Oireachtas Joint and Select Committees
Wednesday, 2 September 2015
Committee of Inquiry into the Banking Crisis
Nexus Phase
Mr. Michael Fingleton:
I'll try, Deputy. In the early '90s, I think it was '91 or '92, I looked at my pension fund and the value that accrued on that fund. It was managed by an outside insurance company - an outside fund - and I discovered that if I had invested all the contributions in the lowest deposit account or the lowest paying deposit account operated by the society at that time, that would have produced more than what was produced by the insurance company in the fund. So I agreed with the society at that time that I would manage my own fund and I would invest the contributions that were provided by the society in that fund. So I made the decisions from that time on what to invest in and the fund was, of course, administered by the trustees of that particular fund. So that's the genesis of where it started and originated. And over the years the fund built up to almost €30 million based on my decisions on what to invest in.

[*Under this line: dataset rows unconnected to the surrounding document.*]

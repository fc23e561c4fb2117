//! JSON-RPC 2.0 frames exchanged with tool servers.

use serde::{Deserialize, Serialize};
use serde_json::Value;

#[derive(Debug, Serialize, Deserialize)]
pub struct RpcRequest {
    pub jsonrpc: String,
    pub method: String,
    #[serde(skip_serializing_if = "Option::is_none")]
    pub params: Option<Value>,
    #[serde(skip_serializing_if = "Option::is_none")]
    pub id: Option<Value>,
}

impl RpcRequest {
    pub fn new(id: impl Into<Value>, method: &str, params: Value) -> Self {
        Self {
            jsonrpc: "2.0".to_string(),
            method: method.to_string(),
            params: Some(params),
            id: Some(id.into()),
        }
    }

    /// A request without an id; the server must not answer it.
    pub fn notification(method: &str, params: Value) -> Self {
        Self {
            jsonrpc: "2.0".to_string(),
            method: method.to_string(),
            params: Some(params),
            id: None,
        }
    }
}

#[derive(Debug, Serialize, Deserialize)]
pub struct RpcError {
    pub code: i64,
    pub message: String,
    #[serde(skip_serializing_if = "Option::is_none")]
    pub data: Option<Value>,
}

#[derive(Debug, Serialize, Deserialize)]
pub struct RpcResponse {
    pub jsonrpc: String,
    #[serde(skip_serializing_if = "Option::is_none")]
    pub result: Option<Value>,
    #[serde(skip_serializing_if = "Option::is_none")]
    pub error: Option<RpcError>,
    pub id: Option<Value>,
}

impl RpcResponse {
    pub fn success(id: Option<Value>, result: Value) -> Self {
        Self {
            jsonrpc: "2.0".to_string(),
            result: Some(result),
            error: None,
            id,
        }
    }

    pub fn error(id: Option<Value>, code: i64, message: impl Into<String>) -> Self {
        Self {
            jsonrpc: "2.0".to_string(),
            result: None,
            error: Some(RpcError {
                code,
                message: message.into(),
                data: None,
            }),
            id,
        }
    }

    pub fn method_not_found(id: Option<Value>, method: &str) -> Self {
        Self::error(
            id,
            error_codes::METHOD_NOT_FOUND,
            format!("method '{method}' is not implemented by this client"),
        )
    }
}

/// Well-known JSON-RPC error codes.
pub mod error_codes {
    pub const PARSE_ERROR: i64 = -32700;
    pub const INVALID_REQUEST: i64 = -32600;
    pub const METHOD_NOT_FOUND: i64 = -32601;
    pub const INVALID_PARAMS: i64 = -32602;
    pub const INTERNAL_ERROR: i64 = -32603;
}

#[cfg(test)]
mod tests {
    use super::*;
    use serde_json::json;

    #[test]
    fn request_serializes_with_id_and_params() {
        let req = RpcRequest::new("req-1", "tools/call", json!({"name": "echo"}));
        let encoded = serde_json::to_string(&req).expect("serializable");
        assert!(encoded.contains("\"jsonrpc\":\"2.0\""));
        assert!(encoded.contains("\"id\":\"req-1\""));
        assert!(encoded.contains("tools/call"));
    }

    #[test]
    fn notification_omits_id() {
        let req = RpcRequest::notification("notifications/initialized", json!({}));
        let encoded = serde_json::to_string(&req).expect("serializable");
        assert!(!encoded.contains("\"id\""));
    }

    #[test]
    fn error_response_round_trips() {
        let resp = RpcResponse::method_not_found(Some(json!(7)), "resources/read");
        let encoded = serde_json::to_string(&resp).expect("serializable");
        let decoded: RpcResponse = serde_json::from_str(&encoded).expect("deserializable");
        let err = decoded.error.expect("error payload");
        assert_eq!(err.code, error_codes::METHOD_NOT_FOUND);
        assert_eq!(decoded.id, Some(json!(7)));
    }
}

And when the fund matured and when the retirement came, as I said, there was €30 million in it, €30 million in it. Now the net cost of that, Deputy, to the society - booked it in a public document that doesn't appear to have got great circulation - was in my view almost nearer to €3 million than what the experts said was nearer to €4 million. So in that period, I increased that fund by almost ten times, tenfold. So you can appreciate, because pensions and the pension pots and funds are very much discussed within your environment, and you can appreciate what €3 million, what sort of a fund €3 million would buy you today, or even €4 million would buy you today. So the cost to the society was €3 million, or if you believe the ... some of the experts who have examined the account, and I will come to that in a minute, nearer €4 million.